Part Time Remote Medical Coder information

See Charleston, SC salary details

$14

$20

$32

How much do part time remote medical coder jobs pay per hour?

As of Jun 16, 2026, the average hourly pay for part time remote medical coder in Charleston, SC is $20.98, according to ZipRecruiter salary data. Most workers in this role earn between $16.88 and $22.50 per hour, depending on experience, location, and employer.

What are part time remote medical coders?

Part time remote medical coders are professionals who review clinical documents and assign standardized medical codes for diagnoses, procedures, and services, working fewer than full-time hours and performing their duties from a remote location, such as their home. They help ensure accurate billing and compliance with healthcare regulations by translating healthcare information into universally recognized codes. This role typically requires knowledge of medical terminology, coding systems like ICD-10 and CPT, and may require certification. Working remotely allows flexibility in scheduling and eliminates the need for commuting to a physical office.

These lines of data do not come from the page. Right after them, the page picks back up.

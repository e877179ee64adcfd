//! # Payzaty Gateway Client
//!
//! The two HTTP calls against the Payzaty REST API: checkout initiation
//! and status polling. Both authenticate with the `X-AccountNo` and
//! `X-SecretKey` headers, loaded from the host settings store on every
//! call so an admin change takes effect immediately. Every failure mode
//! (transport, non-2xx, malformed body) comes back as a typed error.

use crate::config::PayzatyConfig;
use crate::request::CheckoutRequest;
use chrono::Utc;
use payzaty_core::{
    CallbackUrls, CheckoutSession, GatewaySettings, GatewayStatus, Order, PaymentError,
    PaymentGateway, PaymentResult, SettingsStore, StoreScope,
};
use reqwest::Client;
use serde::{Deserialize, Deserializer};
use std::sync::Arc;
use tracing::{debug, error, info, instrument};

const PROVIDER: &str = "payzaty";

/// Payzaty hosted-checkout gateway
pub struct PayzatyGateway {
    config: PayzatyConfig,
    settings: Arc<dyn SettingsStore>,
    scope: StoreScope,
    client: Client,
}

impl PayzatyGateway {
    /// Create a gateway client for a store scope
    pub fn new(config: PayzatyConfig, settings: Arc<dyn SettingsStore>, scope: StoreScope) -> Self {
        let client = Client::builder()
            .timeout(config.timeout)
            .build()
            .expect("Failed to create HTTP client");

        Self {
            config,
            settings,
            scope,
            client,
        }
    }

    /// Settings are never cached: loaded fresh for every gateway call
    async fn current_settings(&self) -> PaymentResult<GatewaySettings> {
        self.settings.load(self.scope).await
    }
}

#[async_trait::async_trait]
impl PaymentGateway for PayzatyGateway {
    #[instrument(skip(self, order, urls), fields(order_id = %order.id))]
    async fn create_checkout(
        &self,
        order: &Order,
        urls: &CallbackUrls,
    ) -> PaymentResult<CheckoutSession> {
        let settings = self.current_settings().await?;

        let request = CheckoutRequest::from_order(
            order,
            &self.config.language,
            urls.success_url(),
            urls.cancel_url(),
        );

        debug!(
            "Initiating checkout: amount={} {}, reference={}",
            request.amount, request.currency, request.reference
        );

        let url = self.config.checkout_url(settings.use_sandbox);

        let response = self
            .client
            .post(&url)
            .header("X-AccountNo", &settings.account_no)
            .header("X-SecretKey", &settings.secret_key)
            .json(&request)
            .send()
            .await
            .map_err(|e| PaymentError::NetworkError(e.to_string()))?;

        let status = response.status();
        let body = response
            .text()
            .await
            .map_err(|e| PaymentError::NetworkError(e.to_string()))?;

        if !status.is_success() {
            error!("Payzaty API error: status={}, body={}", status, body);
            return Err(PaymentError::ProviderError {
                provider: PROVIDER.to_string(),
                message: format!("HTTP {}: {}", status, body),
            });
        }

        let initiation: InitiateResponse = serde_json::from_str(&body).map_err(|e| {
            PaymentError::MalformedResponse(format!("Failed to parse initiation response: {}", e))
        })?;

        // A 2xx response without a checkout URL leaves the shopper with
        // nowhere to be redirected.
        let checkout_url = initiation.checkout_url.ok_or_else(|| {
            PaymentError::CheckoutCreationFailed(
                "initiation response carried no checkout_url".to_string(),
            )
        })?;

        info!(
            "Created checkout session: reference={}, url={}",
            request.reference, checkout_url
        );

        Ok(CheckoutSession {
            provider: PROVIDER.to_string(),
            order_id: order.id,
            checkout_url,
            reference: initiation.reference,
            created_at: Utc::now(),
        })
    }

    #[instrument(skip(self))]
    async fn checkout_status(&self, checkout_id: &str) -> PaymentResult<GatewayStatus> {
        let settings = self.current_settings().await?;

        let url = self.config.status_url(settings.use_sandbox, checkout_id);

        let response = self
            .client
            .get(&url)
            .header("X-AccountNo", &settings.account_no)
            .header("X-SecretKey", &settings.secret_key)
            .send()
            .await
            .map_err(|e| PaymentError::NetworkError(e.to_string()))?;

        let status = response.status();
        let body = response
            .text()
            .await
            .map_err(|e| PaymentError::NetworkError(e.to_string()))?;

        if !status.is_success() {
            error!("Payzaty API error: status={}, body={}", status, body);
            return Err(PaymentError::ProviderError {
                provider: PROVIDER.to_string(),
                message: format!("HTTP {}: {}", status, body),
            });
        }

        let raw: StatusResponse = serde_json::from_str(&body).map_err(|e| {
            PaymentError::MalformedResponse(format!("Failed to parse status response: {}", e))
        })?;

        // `reference` joins the session back to the order, so a terminal
        // status without it is unusable.
        if raw.paid.is_some() && raw.reference.is_none() {
            return Err(PaymentError::MalformedResponse(
                "status response has paid but no reference".to_string(),
            ));
        }

        debug!(
            "Checkout status: checkout_id={}, paid={:?}, reference={:?}",
            checkout_id, raw.paid, raw.reference
        );

        Ok(GatewayStatus {
            paid: raw.paid,
            reference: raw.reference,
        })
    }

    fn provider_name(&self) -> &'static str {
        PROVIDER
    }
}

// =============================================================================
// Payzaty API Types
// =============================================================================

#[derive(Debug, Deserialize)]
struct InitiateResponse {
    #[serde(default)]
    checkout_url: Option<String>,
    #[serde(default)]
    reference: Option<String>,
}

#[derive(Debug, Deserialize)]
struct StatusResponse {
    /// The gateway has been observed sending both JSON booleans and the
    /// strings "True"/"False"
    #[serde(default, deserialize_with = "deserialize_paid")]
    paid: Option<bool>,
    #[serde(default)]
    reference: Option<String>,
}

fn deserialize_paid<'de, D>(deserializer: D) -> Result<Option<bool>, D::Error>
where
    D: Deserializer<'de>,
{
    use serde::de::Error;

    let value = Option::<serde_json::Value>::deserialize(deserializer)?;
    match value {
        None | Some(serde_json::Value::Null) => Ok(None),
        Some(serde_json::Value::Bool(b)) => Ok(Some(b)),
        Some(serde_json::Value::String(s)) => match s.to_ascii_lowercase().as_str() {
            "true" => Ok(Some(true)),
            "false" => Ok(Some(false)),
            other => Err(D::Error::custom(format!(
                "unrecognized paid value: {}",
                other
            ))),
        },
        Some(other) => Err(D::Error::custom(format!(
            "paid must be a boolean or string, got {}",
            other
        ))),
    }
}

What are the typical challenges faced by part-time remote medical coders, and how can they be managed?

Part-time remote medical coders often face challenges such as staying updated with frequent changes in coding guidelines, balancing productivity with accuracy, and feeling isolated from on-site teams. To manage these, it's important to engage in regular professional development, use reliable coding resources, and establish clear communication with supervisors and colleagues. Many organizations offer virtual team meetings and coding forums to help remote coders stay connected and supported.

What Does a Part-Time Remote Medical Coder Do?

As a part-time remote medical coder, you work from home to process healthcare billing, insurance claims and reimbursement, treatment codes, and other information needed to fully process a patient through your company's system. Part-time remote medical coders often review medical records to ensure the accurate specificity of diagnoses, research codes, abstract information using established methods, identify errors, and audit work from other coders. Some part-time remote medical coders specialize in certain types of coding work, such as particularly complicated situations that need more time devoted to them. Other part-time coders work as independent contractors and support multiple practices at once. There is some flexibility in this industry, so be sure to read job postings carefully if you have a preference.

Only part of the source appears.